Another potential source of bias arises from unequal transcript numbers per gene. For example, a novel transcript may have been identified on only one haplotype. Therefore, we will filter to include only genes where all alleles have the same number of transcripts.
# Group by syntelog ID and check for equal transcript numbers across alleles
synt_ids_same_tx_number = adata_isoform_filtered.var.groupby('Synt_id').aggregate({
'n_transcripts': set
})
# Count genes with different transcript numbers before filtering
genes_diff_tx_number = synt_ids_same_tx_number[synt_ids_same_tx_number['n_transcripts'].apply(lambda x: len(x) > 1)]
print(f"Genes with different transcript numbers across alleles: {len(genes_diff_tx_number)}")
# Keep only syntelogs where all alleles have the same number of transcripts
synt_ids_same_tx_number = synt_ids_same_tx_number[synt_ids_same_tx_number['n_transcripts'].apply(lambda x: len(x) == 1)]
print(f"Genes with equal transcript numbers across alleles: {len(synt_ids_same_tx_number)}")
# Filter for equal-length transcripts with equal transcript numbers
mask = (adata_isoform_filtered.var["CDS_haplotype_with_longest_annotation"] == "equal_lengths") & \
(adata_isoform_filtered.var['Synt_id'].isin(synt_ids_same_tx_number.index))
adata_isoform_length_filtered = adata_isoform_filtered[:, mask].copy()
# Plot allelic ratios after filtering
fig = poly.plot_allelic_ratios(
adata_isoform_length_filtered,
synteny_category="1hap1_1hap2_1hap3_1hap4_s",
sample='all',
ratio_type="both",
figsize=(6, 3),
kde=True,
multimapping_threshold=0.25,
#save_path="allelic_ratios.svg"
)
Genes with different transcript numbers across alleles: 293 Genes with equal transcript numbers across alleles: 1739
Try out different filtering thresholds and strategies to find the optimal balance between removing false positives and retaining true biological signals. In cases where the haplotypes or subgenomes are more different the treshold should not have a big effect.
Now there are less alleles with ratios around 0 and >0.8.

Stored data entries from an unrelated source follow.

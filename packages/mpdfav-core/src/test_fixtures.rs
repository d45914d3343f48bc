//! Shared test doubles for services, handlers and the daemon loop.
//!
//! These are used by multiple test modules to avoid duplication.

use std::collections::{HashMap, HashSet, VecDeque};
use std::sync::Arc;
use std::time::Duration;

use async_trait::async_trait;
use parking_lot::Mutex;
use tokio::sync::{mpsc, Notify};

use crate::config::MpdSettings;
use crate::events::{SongSticker, SongStickerHandler};
use crate::mpd::{
    ChannelMessage, IdleSubscription, MpdConnection, MpdConnector, MpdError, MpdIdle,
    MpdMessaging, MpdPlayback, MpdPlaylists, MpdResult, MpdStickers, PlayerStatus, Song,
    StickerEntry, Subsystem,
};

/// Upper bound for any single wait in async tests.
pub const TEST_TIMEOUT: Duration = Duration::from_secs(2);

#[derive(Default)]
struct MockState {
    status: PlayerStatus,
    current_song: Option<Song>,
    stickers: HashMap<(String, String), String>,
    pending_messages: VecDeque<ChannelMessage>,
    subscribed: Vec<String>,
    playlists: HashMap<String, Vec<String>>,
    failing: HashSet<&'static str>,
    calls: Vec<String>,
    closed: bool,
}

/// Scriptable in-memory MPD connection.
#[derive(Default)]
pub struct MockMpd {
    state: Mutex<MockState>,
    idle_tx: Mutex<Option<mpsc::Sender<Subsystem>>>,
    idle_ready: Notify,
}

impl MockMpd {
    pub fn new() -> Arc<Self> {
        Arc::new(Self::default())
    }

    /// Sets the status and current song as if `file` were playing with queue id `id`.
    pub fn play(&self, id: &str, file: &str) {
        let mut state = self.state.lock();
        state.status = [("state", "play"), ("songid", id)].into_iter().collect();
        state.current_song = Some(Song::new(file).with_tag("Id", id).with_tag("Title", file));
    }

    pub fn set_status(&self, status: PlayerStatus) {
        self.state.lock().status = status;
    }

    pub fn set_current_song(&self, song: Option<Song>) {
        self.state.lock().current_song = song;
    }

    pub fn set_sticker(&self, file: &str, name: &str, value: &str) {
        self.state
            .lock()
            .stickers
            .insert((file.to_string(), name.to_string()), value.to_string());
    }

    pub fn sticker(&self, file: &str, name: &str) -> Option<String> {
        self.state
            .lock()
            .stickers
            .get(&(file.to_string(), name.to_string()))
            .cloned()
    }

    pub fn playlist(&self, name: &str) -> Option<Vec<String>> {
        self.state.lock().playlists.get(name).cloned()
    }

    pub fn subscribed(&self) -> Vec<String> {
        self.state.lock().subscribed.clone()
    }

    pub fn calls(&self) -> Vec<String> {
        self.state.lock().calls.clone()
    }

    pub fn is_closed(&self) -> bool {
        self.state.lock().closed
    }

    /// Makes every later call of `op` fail.
    pub fn fail_on(&self, op: &'static str) {
        self.state.lock().failing.insert(op);
    }

    /// Waits until a service has started its idle wait.
    pub async fn wait_for_idle(&self) {
        loop {
            let notified = self.idle_ready.notified();
            if self.idle_tx.lock().is_some() {
                return;
            }
            tokio::time::timeout(TEST_TIMEOUT, notified)
                .await
                .expect("service never started idling");
        }
    }

    /// Reports a changed subsystem on the idle subscription.
    pub async fn notify(&self, subsystem: Subsystem) {
        let tx = self.idle_tx.lock().clone().expect("no idle subscription");
        tx.send(subsystem).await.expect("idle subscription dropped");
    }

    /// Queues a channel message and reports the `message` subsystem.
    pub async fn send_message(&self, channel: &str, message: &str) {
        self.state
            .lock()
            .pending_messages
            .push_back(ChannelMessage::new(channel, message));
        self.notify(Subsystem::Message).await;
    }

    /// Ends the idle subscription as if the idle connection had dropped.
    pub fn drop_idle(&self) {
        self.idle_tx.lock().take();
    }

    /// Returns true while a service holds the idle subscription.
    pub fn idle_active(&self) -> bool {
        self.idle_tx
            .lock()
            .as_ref()
            .is_some_and(|tx| !tx.is_closed())
    }

    fn call(&self, op: &'static str, detail: String) -> MpdResult<()> {
        let mut state = self.state.lock();
        state.calls.push(if detail.is_empty() {
            op.to_string()
        } else {
            format!("{} {}", op, detail)
        });
        if state.failing.contains(op) {
            return Err(MpdError::Closed);
        }
        Ok(())
    }
}

#[async_trait]
impl MpdMessaging for MockMpd {
    async fn subscribe(&self, channel: &str) -> MpdResult<()> {
        self.call("subscribe", channel.to_string())?;
        self.state.lock().subscribed.push(channel.to_string());
        Ok(())
    }

    async fn read_messages(&self) -> MpdResult<Vec<ChannelMessage>> {
        self.call("read_messages", String::new())?;
        Ok(self.state.lock().pending_messages.drain(..).collect())
    }
}

#[async_trait]
impl MpdPlayback for MockMpd {
    async fn status(&self) -> MpdResult<PlayerStatus> {
        self.call("status", String::new())?;
        Ok(self.state.lock().status.clone())
    }

    async fn current_song(&self) -> MpdResult<Option<Song>> {
        self.call("current_song", String::new())?;
        Ok(self.state.lock().current_song.clone())
    }
}

#[async_trait]
impl MpdStickers for MockMpd {
    async fn sticker_get(&self, file: &str, name: &str) -> MpdResult<Option<String>> {
        self.call("sticker_get", format!("{} {}", file, name))?;
        Ok(self.sticker(file, name))
    }

    async fn sticker_set(&self, file: &str, name: &str, value: &str) -> MpdResult<()> {
        self.call("sticker_set", format!("{} {} {}", file, name, value))?;
        self.set_sticker(file, name, value);
        Ok(())
    }

    async fn sticker_find(&self, name: &str) -> MpdResult<Vec<StickerEntry>> {
        self.call("sticker_find", name.to_string())?;
        let mut entries: Vec<_> = self
            .state
            .lock()
            .stickers
            .iter()
            .filter(|((_, sticker), _)| sticker == name)
            .map(|((file, _), value)| StickerEntry::new(file.clone(), value.clone()))
            .collect();
        entries.sort_by(|a, b| a.file.cmp(&b.file));
        Ok(entries)
    }
}

#[async_trait]
impl MpdPlaylists for MockMpd {
    async fn playlist_clear(&self, playlist: &str) -> MpdResult<()> {
        self.call("playlist_clear", playlist.to_string())?;
        match self.state.lock().playlists.get_mut(playlist) {
            Some(files) => {
                files.clear();
                Ok(())
            }
            None => Err(MpdError::Ack(crate::mpd::Ack {
                code: crate::protocol_constants::MPD_ACK_NO_EXIST,
                list_index: 0,
                command: "playlistclear".to_string(),
                message: "No such playlist".to_string(),
            })),
        }
    }

    async fn playlist_add(&self, playlist: &str, file: &str) -> MpdResult<()> {
        self.call("playlist_add", format!("{} {}", playlist, file))?;
        self.state
            .lock()
            .playlists
            .entry(playlist.to_string())
            .or_default()
            .push(file.to_string());
        Ok(())
    }
}

#[async_trait]
impl MpdIdle for MockMpd {
    async fn idle(&self, subsystems: &[Subsystem]) -> MpdResult<IdleSubscription> {
        let names: Vec<_> = subsystems.iter().map(Subsystem::as_str).collect();
        self.call("idle", names.join(" "))?;

        let (tx, rx) = mpsc::channel(16);
        *self.idle_tx.lock() = Some(tx);
        self.idle_ready.notify_waiters();
        Ok(IdleSubscription::new(rx))
    }

    async fn close(&self) -> MpdResult<()> {
        self.call("close", String::new())?;
        self.state.lock().closed = true;
        Ok(())
    }
}

/// Connector handing out one prepared connection, or failing.
pub struct MockConnector {
    connection: Option<Arc<MockMpd>>,
    pub connects: Mutex<usize>,
}

impl MockConnector {
    pub fn with(connection: Arc<MockMpd>) -> Self {
        Self {
            connection: Some(connection),
            connects: Mutex::new(0),
        }
    }

    pub fn unreachable() -> Self {
        Self {
            connection: None,
            connects: Mutex::new(0),
        }
    }
}

#[async_trait]
impl MpdConnector for MockConnector {
    async fn connect(&self, settings: &MpdSettings) -> MpdResult<Arc<dyn MpdConnection>> {
        *self.connects.lock() += 1;
        match &self.connection {
            Some(mpd) => Ok(Arc::clone(mpd) as Arc<dyn MpdConnection>),
            None => Err(MpdError::ConnectTimeout(settings.address())),
        }
    }
}

/// Handler forwarding every event it receives to a test channel.
pub struct RecordingHandler {
    name: String,
    tx: mpsc::UnboundedSender<SongSticker>,
}

impl RecordingHandler {
    pub fn new(name: &str) -> (Arc<dyn SongStickerHandler>, mpsc::UnboundedReceiver<SongSticker>) {
        let (tx, rx) = mpsc::unbounded_channel();
        let handler = Arc::new(Self {
            name: name.to_string(),
            tx,
        });
        (handler, rx)
    }
}

#[async_trait]
impl SongStickerHandler for RecordingHandler {
    fn name(&self) -> &str {
        &self.name
    }

    async fn handle(&self, event: SongSticker) {
        let _ = self.tx.send(event);
    }
}

/// Receives the next event or panics after [`TEST_TIMEOUT`].
pub async fn next_event(rx: &mut mpsc::UnboundedReceiver<SongSticker>) -> SongSticker {
    tokio::time::timeout(TEST_TIMEOUT, rx.recv())
        .await
        .expect("timed out waiting for event")
        .expect("handler channel closed")
}
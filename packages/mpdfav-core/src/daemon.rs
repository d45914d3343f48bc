//! Daemon loop and service wiring.
//!
//! This module is the composition root: the single place where the MPD
//! connection, the services and their playlist handlers are created and
//! wired together for one service group.

use std::convert::Infallible;
use std::sync::Arc;
use std::time::Duration;

use crate::config::{DaemonConfig, PlaylistServiceConfig};
use crate::error::{DaemonError, DaemonResult, ErrorCode};
use crate::events::SongStickerHandler;
use crate::mpd::{MpdConnection, MpdConnector, TcpConnector};
use crate::playlists::StickerPlaylist;
use crate::protocol_constants::{DAEMON_RESTART_DELAY_MS, PLAYCOUNT_STICKER, RATING_STICKER};
use crate::services::{PlayCountsService, RatingsService, ServiceGroup};

/// The mpdfav daemon: restarts the service group whenever it stops.
pub struct Daemon {
    config: DaemonConfig,
    connector: Arc<dyn MpdConnector>,
}

impl Daemon {
    pub fn new(config: DaemonConfig, connector: Arc<dyn MpdConnector>) -> Self {
        Self { config, connector }
    }

    /// Creates a daemon connecting over TCP.
    pub fn with_tcp(config: DaemonConfig) -> Self {
        Self::new(config, Arc::new(TcpConnector))
    }

    pub fn config(&self) -> &DaemonConfig {
        &self.config
    }

    /// Runs service groups until one cannot be started.
    ///
    /// A group stopping because a service failed is not an error; the next
    /// group starts after a short pause. Only connection and configuration
    /// errors end the loop.
    pub async fn run(&self) -> DaemonResult<Infallible> {
        loop {
            start_all_services(&self.config, self.connector.as_ref()).await?;
            log::warn!(
                "[Daemon] Service group stopped, restarting in {}ms",
                DAEMON_RESTART_DELAY_MS
            );
            tokio::time::sleep(Duration::from_millis(DAEMON_RESTART_DELAY_MS)).await;
        }
    }
}

/// Runs one service group to completion.
///
/// Connects, starts every enabled service with its playlist handler, waits
/// until the group has stopped and closes the connection.
///
/// # Errors
///
/// Returns an error if the configuration is invalid or the connection
/// cannot be established.
pub async fn start_all_services(
    config: &DaemonConfig,
    connector: &dyn MpdConnector,
) -> DaemonResult<()> {
    config.validate()?;

    let mpd = connector.connect(&config.mpd).await.map_err(|e| {
        log::error!(
            "[Daemon] Cannot connect to MPD at {}: {} ({})",
            config.mpd.address(),
            e,
            e.code()
        );
        DaemonError::Connect(e)
    })?;
    log::info!("[Daemon] Connected to MPD at {}", config.mpd.address());

    let group = ServiceGroup::new(Arc::clone(&mpd));
    if config.playcounts.enabled {
        group.start_service(
            Arc::new(PlayCountsService),
            vec![playlist_handler(&mpd, PLAYCOUNT_STICKER, &config.playcounts)],
        );
    }
    if config.ratings.enabled {
        group.start_service(
            Arc::new(RatingsService),
            vec![playlist_handler(&mpd, RATING_STICKER, &config.ratings)],
        );
    }

    group.join().await;

    if let Err(e) = mpd.close().await {
        log::warn!("[Daemon] Failed to close MPD connection: {}", e);
    }
    Ok(())
}

fn playlist_handler(
    mpd: &Arc<dyn MpdConnection>,
    sticker: &str,
    config: &PlaylistServiceConfig,
) -> Arc<dyn SongStickerHandler> {
    Arc::new(StickerPlaylist::new(
        Arc::clone(mpd),
        sticker,
        config.playlist.clone(),
        config.limit,
    ))
}
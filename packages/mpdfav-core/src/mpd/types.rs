//! Domain types for MPD responses.

use std::collections::HashMap;
use std::fmt;

/// An MPD idle subsystem.
#[derive(Debug, Clone, PartialEq, Eq, Hash)]
pub enum Subsystem {
    /// The song database changed.
    Database,
    /// A database update started or finished.
    Update,
    /// A stored playlist was modified.
    StoredPlaylist,
    /// The queue was modified.
    Playlist,
    /// Playback started, stopped, seeked or the song changed.
    Player,
    /// Volume changed.
    Mixer,
    /// An output was enabled or disabled.
    Output,
    /// Playback options (repeat, random, ...) changed.
    Options,
    /// A sticker was modified.
    Sticker,
    /// A client subscribed to or unsubscribed from a channel.
    Subscription,
    /// A message arrived on a subscribed channel.
    Message,
    /// Any subsystem this crate does not know about.
    Other(String),
}

impl Subsystem {
    /// Returns the protocol name of the subsystem.
    pub fn as_str(&self) -> &str {
        match self {
            Subsystem::Database => "database",
            Subsystem::Update => "update",
            Subsystem::StoredPlaylist => "stored_playlist",
            Subsystem::Playlist => "playlist",
            Subsystem::Player => "player",
            Subsystem::Mixer => "mixer",
            Subsystem::Output => "output",
            Subsystem::Options => "options",
            Subsystem::Sticker => "sticker",
            Subsystem::Subscription => "subscription",
            Subsystem::Message => "message",
            Subsystem::Other(name) => name,
        }
    }

    /// Maps a protocol name to a subsystem. Never fails.
    pub fn from_name(name: &str) -> Self {
        match name {
            "database" => Subsystem::Database,
            "update" => Subsystem::Update,
            "stored_playlist" => Subsystem::StoredPlaylist,
            "playlist" => Subsystem::Playlist,
            "player" => Subsystem::Player,
            "mixer" => Subsystem::Mixer,
            "output" => Subsystem::Output,
            "options" => Subsystem::Options,
            "sticker" => Subsystem::Sticker,
            "subscription" => Subsystem::Subscription,
            "message" => Subsystem::Message,
            other => Subsystem::Other(other.to_string()),
        }
    }
}

impl fmt::Display for Subsystem {
    fn fmt(&self, f: &mut fmt::Formatter<'_>) -> fmt::Result {
        f.write_str(self.as_str())
    }
}

/// A message received on a client-to-client channel.
#[derive(Debug, Clone, PartialEq, Eq)]
pub struct ChannelMessage {
    /// Channel the message was sent on.
    pub channel: String,
    /// Message body.
    pub message: String,
}

impl ChannelMessage {
    pub fn new(channel: impl Into<String>, message: impl Into<String>) -> Self {
        Self {
            channel: channel.into(),
            message: message.into(),
        }
    }

    /// Builds messages from `readmessages` pairs.
    ///
    /// Each `channel:` line starts a new message; the following `message:`
    /// line completes it. Unpaired lines are skipped.
    pub fn from_pairs(pairs: Vec<(String, String)>) -> Vec<Self> {
        let mut messages = Vec::new();
        let mut channel: Option<String> = None;
        for (key, value) in pairs {
            match key.as_str() {
                "channel" => channel = Some(value),
                "message" => {
                    if let Some(channel) = channel.take() {
                        messages.push(Self::new(channel, value));
                    }
                }
                _ => {}
            }
        }
        messages
    }
}

/// Snapshot of the `status` response.
#[derive(Debug, Clone, Default, PartialEq, Eq)]
pub struct PlayerStatus {
    fields: HashMap<String, String>,
}

/// Playback state reported in `status`.
#[derive(Debug, Clone, Copy, PartialEq, Eq)]
pub enum PlaybackState {
    Play,
    Pause,
    Stop,
}

impl PlayerStatus {
    pub fn from_pairs(pairs: Vec<(String, String)>) -> Self {
        Self {
            fields: pairs.into_iter().collect(),
        }
    }

    /// Returns a raw status field.
    pub fn get(&self, key: &str) -> Option<&str> {
        self.fields.get(key).map(String::as_str)
    }

    /// Id of the current song in the queue, if any.
    pub fn song_id(&self) -> Option<&str> {
        self.get("songid")
    }

    pub fn state(&self) -> PlaybackState {
        match self.get("state") {
            Some("play") => PlaybackState::Play,
            Some("pause") => PlaybackState::Pause,
            _ => PlaybackState::Stop,
        }
    }

    /// Elapsed time of the current song in seconds.
    pub fn elapsed(&self) -> Option<f64> {
        self.get("elapsed")
            .and_then(|v| v.parse().ok())
            .or_else(|| self.legacy_time().map(|(elapsed, _)| elapsed))
    }

    /// Duration of the current song in seconds.
    pub fn duration(&self) -> Option<f64> {
        self.get("duration")
            .and_then(|v| v.parse().ok())
            .or_else(|| self.legacy_time().map(|(_, total)| total))
    }

    /// Parses the deprecated `time: <elapsed>:<total>` field.
    fn legacy_time(&self) -> Option<(f64, f64)> {
        let (elapsed, total) = self.get("time")?.split_once(':')?;
        Some((elapsed.parse().ok()?, total.parse().ok()?))
    }
}

impl<K: Into<String>, V: Into<String>> FromIterator<(K, V)> for PlayerStatus {
    fn from_iter<I: IntoIterator<Item = (K, V)>>(iter: I) -> Self {
        Self {
            fields: iter
                .into_iter()
                .map(|(k, v)| (k.into(), v.into()))
                .collect(),
        }
    }
}

/// The song returned by `currentsong`.
#[derive(Debug, Clone, PartialEq, Eq)]
pub struct Song {
    /// Path of the song relative to the music directory.
    pub file: String,
    tags: HashMap<String, String>,
}

impl Song {
    pub fn new(file: impl Into<String>) -> Self {
        Self {
            file: file.into(),
            tags: HashMap::new(),
        }
    }

    /// Adds a tag, used when building songs by hand.
    #[must_use]
    pub fn with_tag(mut self, key: impl Into<String>, value: impl Into<String>) -> Self {
        self.tags.insert(key.into(), value.into());
        self
    }

    /// Builds a song from `currentsong` pairs; `None` when nothing is playing.
    pub fn from_pairs(pairs: Vec<(String, String)>) -> Option<Self> {
        let mut file = None;
        let mut tags = HashMap::new();
        for (key, value) in pairs {
            if key == "file" {
                file = Some(value);
            } else {
                tags.insert(key, value);
            }
        }
        file.map(|file| Self { file, tags })
    }

    pub fn tag(&self, key: &str) -> Option<&str> {
        self.tags.get(key).map(String::as_str)
    }

    /// Queue id of the song.
    pub fn id(&self) -> Option<&str> {
        self.tag("Id")
    }

    /// Title tag, falling back to the file path.
    pub fn display_title(&self) -> &str {
        self.tag("Title").unwrap_or(&self.file)
    }
}

/// One result line pair of `sticker find`.
#[derive(Debug, Clone, PartialEq, Eq)]
pub struct StickerEntry {
    pub file: String,
    pub value: String,
}

impl StickerEntry {
    pub fn new(file: impl Into<String>, value: impl Into<String>) -> Self {
        Self {
            file: file.into(),
            value: value.into(),
        }
    }
}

A) Cis: Testing for differential allelic expression¶
We will test within one condition (here: 'leaf'), wether there are genes where alleles have unbalanced expression.
# select only the genes with equal lengths, low multimapping ratio and synteny category "1hap1_1hap2_1hap3_1hap4_s"
mask = (adata_gene_filtered.var["multimapping_ratio"] < 0.25) & (adata_gene_filtered.var["synteny_category"] == "1hap1_1hap2_1hap3_1hap4_s")& (adata_gene_filtered.var["CDS_haplotype_with_longest_annotation"] == "equal_lengths") & (adata_gene_filtered.var['Synt_id'].isin(synt_ids_same_tx_number.index))
adata_gene_length_filter = adata_gene_filtered[:,mask].copy()
# Test for differential allelic ratios withing conditions
cis_results_control = poly.test_allelic_ratios_within_conditions(adata_gene_length_filter,
layer="unique_counts",
test_condition= "leaf",
inplace=True)
# Get top differential syntelogs
cis_top_results = poly.get_top_differential_syntelogs(cis_results_control,
n=45, sort_by='ratio_difference',
fdr_threshold=0.05,
ratio_threshold=0.1)
Using CPM data from layer: unique_cpm Processing syntelog 100/199 Found 56 from 199 syntelogs with at least one significantly different allele (FDR < 0.05 and ratio difference > 0.1)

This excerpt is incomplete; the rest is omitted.